No it would not be possible. The exporting party can always keep a copy of the key if it so desires, simply by making a wallet backup prior to export. You should always assume that any keys/wallets that you receive from others have copies retained by the sender.


No and trying to do so breaks the security of bitcoin.

If you want to send someone coins then create a transaction. This will be verified by the network and the wealth can be safely and irreversibly transferred.

A bitcoin address merely consists of a public key and private key. The address doesn't store any other secret locally (like a code which determines how much it is worth). The client (and any other client) can determine how much a particular address is worth by using the network.

Given that an address merely consists of two keys (strings of numbers) there is no possible mechanism to ensure that when you are given a copy that no other copy exists.

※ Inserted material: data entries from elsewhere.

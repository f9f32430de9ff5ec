use std::fs;
use std::path::Path;

use anyhow::{Context, Result, bail};
use rusqlite::Connection;
use serde_json::Value;
use tracing::{info, warn};

use crate::cli::{IngestArgs, WorkPaths};
use crate::db;
use crate::model::{BookTitle, SectionRecord, SectionRow};
use crate::pdf;
use crate::title::extract_chapter_title;
use crate::util::sha256_file;

pub fn run(args: IngestArgs) -> Result<()> {
    let paths = WorkPaths::for_work_dir(&args.work_dir);
    let sections_dir = args.sections_dir.unwrap_or(paths.sections_dir);
    let db_path = args.db_path.unwrap_or(paths.db_path);

    let outcome = ingest(&sections_dir, &args.pdf, &db_path)?;
    info!(
        files = outcome.files,
        sections_seen = outcome.sections_seen,
        records_changed = outcome.records_changed,
        book_title = %outcome.book_title,
        "ingest completed"
    );
    Ok(())
}

pub(crate) struct IngestOutcome {
    pub files: usize,
    pub sections_seen: usize,
    pub records_changed: usize,
    pub book_title: String,
    pub warnings: Vec<String>,
}

/// Upserts every `<chapter stem>.json` artifact into the SQLite index.
///
/// Book provenance (title, source, sha256) is resolved once from the PDF. A
/// malformed artifact is reported and counts as zero; an empty directory is
/// an error.
pub(crate) fn ingest(sections_dir: &Path, pdf_path: &Path, db_path: &Path) -> Result<IngestOutcome> {
    let document = pdf::open_document(pdf_path)?;
    let book = pdf::book_title(&document, pdf_path);
    let book_sha256 = sha256_file(pdf_path)?;
    info!(book_title = %book.value, source = %book.provenance(), "resolved book title");

    let connection = db::open(db_path)?;

    let mut json_paths = Vec::new();
    let entries = fs::read_dir(sections_dir)
        .with_context(|| format!("failed to read {}", sections_dir.display()))?;
    for entry in entries {
        let entry = entry
            .with_context(|| format!("failed to read entry in {}", sections_dir.display()))?;
        let path = entry.path();
        if path.is_file() && path.extension().and_then(|value| value.to_str()) == Some("json") {
            json_paths.push(path);
        }
    }
    json_paths.sort();

    if json_paths.is_empty() {
        bail!("no section JSON files found in {}", sections_dir.display());
    }

    let mut files = 0usize;
    let mut sections_seen = 0usize;
    let mut records_changed = 0usize;
    let mut warnings = Vec::new();

    for json_path in &json_paths {
        files += 1;
        let (changed, total) = match ingest_chapter_file(
            &connection,
            json_path,
            pdf_path,
            &book,
            &book_sha256,
        ) {
            Ok(counts) => counts,
            Err(error) => {
                warn!(path = %json_path.display(), error = %format!("{error:#}"), "artifact skipped");
                warnings.push(format!("{} skipped: {error:#}", json_path.display()));
                (0, 0)
            }
        };
        info!(
            path = %json_path.display(),
            changed,
            total,
            "upserted chapter sections"
        );
        sections_seen += total;
        records_changed += changed;
    }

    Ok(IngestOutcome {
        files,
        sections_seen,
        records_changed,
        book_title: book.value,
        warnings,
    })
}

fn ingest_chapter_file(
    connection: &Connection,
    json_path: &Path,
    pdf_path: &Path,
    book: &BookTitle,
    book_sha256: &str,
) -> Result<(usize, usize)> {
    let raw = fs::read(json_path)
        .with_context(|| format!("failed to read {}", json_path.display()))?;
    let value: Value = serde_json::from_slice(&raw)
        .with_context(|| format!("failed to parse {}", json_path.display()))?;

    if !value.is_array() {
        warn!(path = %json_path.display(), "sections JSON is not an array, skipping");
        return Ok((0, 0));
    }
    let rows: Vec<SectionRow> = serde_json::from_value(value)
        .with_context(|| format!("failed to decode section rows in {}", json_path.display()))?;

    let chapter_file = json_path
        .file_name()
        .and_then(|name| name.to_str())
        .unwrap_or_default()
        .to_string();
    let chapter = json_path
        .file_stem()
        .and_then(|stem| stem.to_str())
        .unwrap_or_default()
        .to_string();
    let chapter_title = extract_chapter_title(&chapter_file);

    let total = rows.len();
    let mut changed = 0usize;
    for (section_index, row) in rows.into_iter().enumerate() {
        let record = SectionRecord {
            book_title: book.value.clone(),
            book_title_src: book.provenance(),
            book_path: pdf_path.display().to_string(),
            book_sha256: book_sha256.to_string(),
            chapter_file: chapter_file.clone(),
            chapter: chapter.clone(),
            chapter_title: chapter_title.clone(),
            section_index,
            title: row.title,
            startline: row.startline,
            endline: row.endline,
            content: row.content,
        };
        if db::upsert_section(connection, &record)? {
            changed += 1;
        }
    }

    Ok((changed, total))
}

#[cfg(test)]
mod tests {
    use rusqlite::Connection;
    use tempfile::TempDir;

    use super::*;
    use crate::db::{ensure_schema, query_count};

    fn memory_connection() -> Connection {
        let connection = Connection::open_in_memory().unwrap();
        ensure_schema(&connection).unwrap();
        connection
    }

    fn sample_book() -> BookTitle {
        BookTitle {
            value: "Sample Book".to_string(),
            from_metadata: false,
            source: "filename".to_string(),
        }
    }

    fn row_count(connection: &Connection) -> i64 {
        query_count(connection, "SELECT COUNT(*) FROM sections").unwrap()
    }

    #[test]
    fn non_array_artifact_counts_zero_and_inserts_nothing() {
        let dir = TempDir::new().unwrap();
        let json_path = dir.path().join("01_Strategy.json");
        fs::write(&json_path, "{\"title\": \"introduction\"}").unwrap();

        let connection = memory_connection();
        let counts = ingest_chapter_file(
            &connection,
            &json_path,
            Path::new("/books/sample.pdf"),
            &sample_book(),
            "abc123",
        )
        .unwrap();
        assert_eq!(counts, (0, 0));
        assert_eq!(row_count(&connection), 0);
    }

    #[test]
    fn unparseable_artifact_is_an_error_with_no_rows() {
        let dir = TempDir::new().unwrap();
        let json_path = dir.path().join("01_Strategy.json");
        fs::write(&json_path, "not json at all").unwrap();

        let connection = memory_connection();
        let result = ingest_chapter_file(
            &connection,
            &json_path,
            Path::new("/books/sample.pdf"),
            &sample_book(),
            "abc123",
        );
        assert!(result.is_err());
        assert_eq!(row_count(&connection), 0);
    }

    #[test]
    fn array_artifact_upserts_one_record_per_row() {
        let dir = TempDir::new().unwrap();
        let json_path = dir.path().join("02_The_Observer.json");
        fs::write(
            &json_path,
            r#"[
              {"title": "introduction", "startline": 0, "endline": 4, "content": "intro"},
              {"title": "subsection1", "startline": 5, "endline": 9, "content": "body"}
            ]"#,
        )
        .unwrap();

        let connection = memory_connection();
        let counts = ingest_chapter_file(
            &connection,
            &json_path,
            Path::new("/books/sample.pdf"),
            &sample_book(),
            "abc123",
        )
        .unwrap();
        assert_eq!(counts, (2, 2));
        assert_eq!(row_count(&connection), 2);

        let chapter_title: String = connection
            .query_row(
                "SELECT chapter_title FROM sections WHERE title='subsection1'",
                [],
                |row| row.get(0),
            )
            .unwrap();
        assert_eq!(chapter_title, "observer");
    }
}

One thing you can do: Immediately verify the coins still exist and then transfer it to another address you own (one which has a secret private key). Once confirmed that transaction is irreversable and your funds are no longer at risk. The "potentially compromised" address can then be deleted.


By design, Bitcoin has only one owner, a key has many.

Only the coins guarantee unique ownership, otherwise it would be a nightmare, backup-wise.


This is impossible in principle. It would take a physical hardware security device to prevent someone from replicating the key or generating a signed transaction with the key while they have it that they can publish later.

Instead, you generate the key and give them the address. Have them send the Bitcoins to that address. You will know that only you have the key because you generated it.